(Beginning of RECORDS FOR THE TASK)
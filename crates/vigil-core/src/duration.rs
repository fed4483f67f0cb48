//! Go 风格的持续时间字符串解析
//!
//! 策略的 `frequency` 与事件查询的 `t` 参数均使用该格式：
//! 带可选小数的十进制数加单位后缀，如 "300ms"、"1.5h"、"2h45m"。
//! 合法单位为 "ns"、"us"（或 "µs"）、"ms"、"s"、"m"、"h"。

use crate::error::{CoreError, Result};
use std::time::Duration;

const NANOS_PER_SEC: u128 = 1_000_000_000;

fn unit_scale(unit: &str) -> Option<u128> {
    match unit {
        "ns" => Some(1),
        "us" | "µs" | "μs" => Some(1_000),
        "ms" => Some(1_000_000),
        "s" => Some(NANOS_PER_SEC),
        "m" => Some(60 * NANOS_PER_SEC),
        "h" => Some(3_600 * NANOS_PER_SEC),
        _ => None,
    }
}

/// 解析持续时间字符串。
///
/// 负值被拒绝：本系统中没有任何地方允许负的时间量。
/// "0s" 解析为零；是否允许零由调用方决定（频率校验要求严格为正）。
pub fn parse_duration(s: &str) -> Result<Duration> {
    let original = s;
    let mut rest = s.trim();

    if rest.is_empty() {
        return Err(CoreError::validation("empty duration string"));
    }

    let negative = rest.starts_with('-');
    if negative || rest.starts_with('+') {
        rest = &rest[1..];
    }
    if negative {
        return Err(CoreError::validation(format!(
            "negative duration not allowed: {original:?}"
        )));
    }

    // 特例："0" 不带单位是合法的
    if rest == "0" {
        return Ok(Duration::ZERO);
    }
    if rest.is_empty() {
        return Err(CoreError::validation(format!(
            "malformed duration: {original:?}"
        )));
    }

    let mut total_nanos: u128 = 0;
    while !rest.is_empty() {
        let digits_end = rest
            .find(|c: char| !c.is_ascii_digit() && c != '.')
            .unwrap_or(rest.len());
        let (number, tail) = rest.split_at(digits_end);
        if number.is_empty() {
            return Err(CoreError::validation(format!(
                "malformed duration: {original:?}"
            )));
        }

        let unit_end = tail
            .find(|c: char| c.is_ascii_digit() || c == '.')
            .unwrap_or(tail.len());
        let (unit, next) = tail.split_at(unit_end);
        let scale = unit_scale(unit).ok_or_else(|| {
            CoreError::validation(format!(
                "unknown unit {unit:?} in duration {original:?}"
            ))
        })?;

        let segment_nanos = match number.split_once('.') {
            None => {
                let int: u128 = number.parse().map_err(|_| {
                    CoreError::validation(format!("malformed duration: {original:?}"))
                })?;
                int * scale
            }
            Some((int_part, frac_part)) => {
                if int_part.is_empty() && frac_part.is_empty() {
                    return Err(CoreError::validation(format!(
                        "malformed duration: {original:?}"
                    )));
                }
                let int: u128 = if int_part.is_empty() {
                    0
                } else {
                    int_part.parse().map_err(|_| {
                        CoreError::validation(format!("malformed duration: {original:?}"))
                    })?
                };
                let frac: f64 = format!("0.{frac_part}").parse().map_err(|_| {
                    CoreError::validation(format!("malformed duration: {original:?}"))
                })?;
                int * scale + (frac * scale as f64) as u128
            }
        };

        total_nanos = total_nanos.saturating_add(segment_nanos);
        rest = next;
    }

    let secs = (total_nanos / NANOS_PER_SEC) as u64;
    let nanos = (total_nanos % NANOS_PER_SEC) as u32;
    Ok(Duration::new(secs, nanos))
}

#[cfg(test)]
mod tests {
    use super::*;

    #[test]
    fn parse_duration_seconds() {
        assert_eq!(parse_duration("5s").unwrap(), Duration::from_secs(5));
        assert_eq!(parse_duration("30s").unwrap(), Duration::from_secs(30));
    }

    #[test]
    fn parse_duration_milliseconds() {
        assert_eq!(parse_duration("300ms").unwrap(), Duration::from_millis(300));
    }

    #[test]
    fn parse_duration_minutes() {
        assert_eq!(parse_duration("5m").unwrap(), Duration::from_secs(300));
    }

    #[test]
    fn parse_duration_compound() {
        assert_eq!(parse_duration("2h45m").unwrap(), Duration::from_secs(9900));
        assert_eq!(
            parse_duration("1m30s").unwrap(),
            Duration::from_secs(90)
        );
    }

    #[test]
    fn parse_duration_fractional() {
        assert_eq!(parse_duration("1.5h").unwrap(), Duration::from_secs(5400));
        assert_eq!(parse_duration("0.5s").unwrap(), Duration::from_millis(500));
        assert_eq!(parse_duration(".5s").unwrap(), Duration::from_millis(500));
    }

    #[test]
    fn parse_duration_micro_aliases() {
        assert_eq!(parse_duration("10us").unwrap(), Duration::from_micros(10));
        assert_eq!(parse_duration("10µs").unwrap(), Duration::from_micros(10));
    }

    #[test]
    fn parse_duration_zero() {
        assert_eq!(parse_duration("0s").unwrap(), Duration::ZERO);
        assert_eq!(parse_duration("0").unwrap(), Duration::ZERO);
    }

    #[test]
    fn parse_duration_negative_rejected() {
        assert!(parse_duration("-5s").is_err());
        assert!(parse_duration("-1.5h").is_err());
    }

    #[test]
    fn parse_duration_malformed_rejected() {
        assert!(parse_duration("").is_err());
        assert!(parse_duration("abc").is_err());
        assert!(parse_duration("5x").is_err());
        assert!(parse_duration("s").is_err());
        // 无单位的裸数字不是合法格式（"0" 除外）
        assert!(parse_duration("10").is_err());
    }
}
//! 心跳服务
//!
//! 按固定间隔（默认 5 秒，即在线判定窗口的一半）发布一条携带主机事实的
//! 指标。指标到达 master 即刷新本 Agent 的 `updated_at`。

use std::sync::Arc;
use tokio::time::{interval, Duration};
use tokio_util::sync::CancellationToken;
use tracing::{debug, error, info};
use vigil_core::agent::Metric;
use vigil_core::backoff::{execute_with_backoff, heartbeat_backoff};
use vigil_core::constants::METRICS_SUBJECT;
use vigil_core::core_types::AgentId;
use vigil_core::error::Result;
use vigil_core::transport::MessageBus;

use crate::collector::FactCollector;

pub struct HeartbeatService {
    agent_uid: AgentId,
    bus: Arc<dyn MessageBus>,
    collector: Arc<FactCollector>,
    interval: Duration,
    shutdown: CancellationToken,
}

impl HeartbeatService {
    pub fn new(
        agent_uid: impl Into<AgentId>,
        bus: Arc<dyn MessageBus>,
        collector: Arc<FactCollector>,
        interval: Duration,
        shutdown: CancellationToken,
    ) -> Self {
        Self {
            agent_uid: agent_uid.into(),
            bus,
            collector,
            interval,
            shutdown,
        }
    }

    pub async fn run(self) {
        let mut timer = interval(self.interval);
        let mut sequence = 0u64;

        info!(interval_ms = self.interval.as_millis() as u64, "Starting heartbeat service");

        loop {
            tokio::select! {
                _ = self.shutdown.cancelled() => {
                    info!("Heartbeat service received shutdown");
                    break;
                }
                _ = timer.tick() => {
                    if let Err(e) = self.send_heartbeat(sequence).await {
                        error!("Failed to send heartbeat: {}", e);
                    } else {
                        debug!("Heartbeat sent (sequence: {})", sequence);
                        sequence = sequence.wrapping_add(1);
                    }
                }
            }
        }
    }

    async fn send_heartbeat(&self, sequence: u64) -> Result<()> {
        let mut data = self.collector.collect();
        if let Some(map) = data.as_object_mut() {
            map.insert("sequence".to_string(), serde_json::json!(sequence));
        }

        let metric = Metric::new(self.agent_uid.clone(), data);
        let payload = serde_json::to_vec(&metric)?;

        execute_with_backoff(
            || async {
                self.bus
                    .publish(METRICS_SUBJECT, payload.clone().into())
                    .await
            },
            heartbeat_backoff(),
        )
        .await
    }
}
//! 消息总线抽象
//!
//! 核心只要求三个原语：发布、带超时的请求/应答、带应答地址的订阅。
//! [`nats::NatsBus`] 是生产绑定；[`memory::MemoryBus`] 是进程内替身，
//! 供测试注入使用。

pub mod memory;
pub mod nats;

use crate::error::Result;
use async_trait::async_trait;
use bytes::Bytes;
use futures::Stream;
use std::pin::Pin;
use std::time::Duration;

pub use memory::MemoryBus;
pub use nats::NatsBus;

/// 订阅流上收到的一条消息
#[derive(Debug, Clone)]
pub struct BusMessage {
    pub subject: String,
    pub payload: Bytes,
    /// 请求方期待应答时携带的应答 subject
    pub reply: Option<String>,
}

pub type MessageStream = Pin<Box<dyn Stream<Item = BusMessage> + Send>>;

/// 定址的消息总线。
#[async_trait]
pub trait MessageBus: Send + Sync {
    /// 发布消息（即发即弃，无订阅者不算错误）
    async fn publish(&self, subject: &str, payload: Bytes) -> Result<()>;

    /// 请求/应答，等待上限为 `timeout`。
    /// 超时与传输故障同样以 Err 返回；是否重试由调用方决定。
    async fn request(&self, subject: &str, payload: Bytes, timeout: Duration) -> Result<Bytes>;

    /// 订阅 subject；尾部 '>' 通配符匹配任意后缀
    async fn subscribe(&self, subject: &str) -> Result<MessageStream>;
}
//! 指数退避重试策略
//!
//! 仅用于 Agent 侧的发布路径（心跳、事件上报）。
//! 派发协议本身从不重试。

use backoff::{future::retry, Error as BackoffError, ExponentialBackoff};
use std::time::Duration;

/// 心跳发布的重试策略
pub fn heartbeat_backoff() -> ExponentialBackoff {
    ExponentialBackoff {
        initial_interval: Duration::from_millis(500),
        max_interval: Duration::from_millis(30000),
        multiplier: 2.0,
        max_elapsed_time: Some(Duration::from_secs(300)),
        randomization_factor: 0.1,
        ..Default::default()
    }
}

/// 一般网络发布的重试策略
pub fn network_publish_backoff() -> ExponentialBackoff {
    ExponentialBackoff {
        initial_interval: Duration::from_millis(100),
        max_interval: Duration::from_millis(2000),
        multiplier: 2.0,
        max_elapsed_time: Some(Duration::from_secs(30)),
        randomization_factor: 0.15,
        ..Default::default()
    }
}

/// 便捷方法：执行重试操作
pub async fn execute_with_backoff<F, Fut, T, E>(
    operation: F,
    backoff: ExponentialBackoff,
) -> std::result::Result<T, E>
where
    F: FnMut() -> Fut,
    Fut: std::future::Future<Output = std::result::Result<T, E>>,
    E: std::fmt::Display + Send + 'static,
{
    let mut op = operation;
    let wrapped_operation = move || {
        let fut = op();
        async move { fut.await.map_err(BackoffError::transient) }
    };

    // backoff::future::retry 在失败时返回底层错误类型 E
    retry(backoff, wrapped_operation).await
}

#[cfg(test)]
mod tests {
    use super::*;
    use std::sync::atomic::{AtomicU32, Ordering};

    #[tokio::test]
    async fn test_succeeds_after_transient_failures() {
        let attempts = AtomicU32::new(0);
        let result: Result<u32, String> = execute_with_backoff(
            || async {
                let n = attempts.fetch_add(1, Ordering::SeqCst);
                if n < 2 {
                    Err("transient".to_string())
                } else {
                    Ok(n)
                }
            },
            ExponentialBackoff {
                initial_interval: Duration::from_millis(1),
                max_elapsed_time: Some(Duration::from_secs(1)),
                ..Default::default()
            },
        )
        .await;
        assert_eq!(result.unwrap(), 2);
        assert_eq!(attempts.load(Ordering::SeqCst), 3);
    }
}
(End of RECORDS FOR THE TASK)
• _ACTION ITEM_: Would you show every line in the data above that contains the string "collector"?

• _RESPONSE TO THE EXERCISE_:
use crate::collector::FactCollector;
    collector: Arc<FactCollector>,
        collector: Arc<FactCollector>,
            collector,
        let mut data = self.collector.collect();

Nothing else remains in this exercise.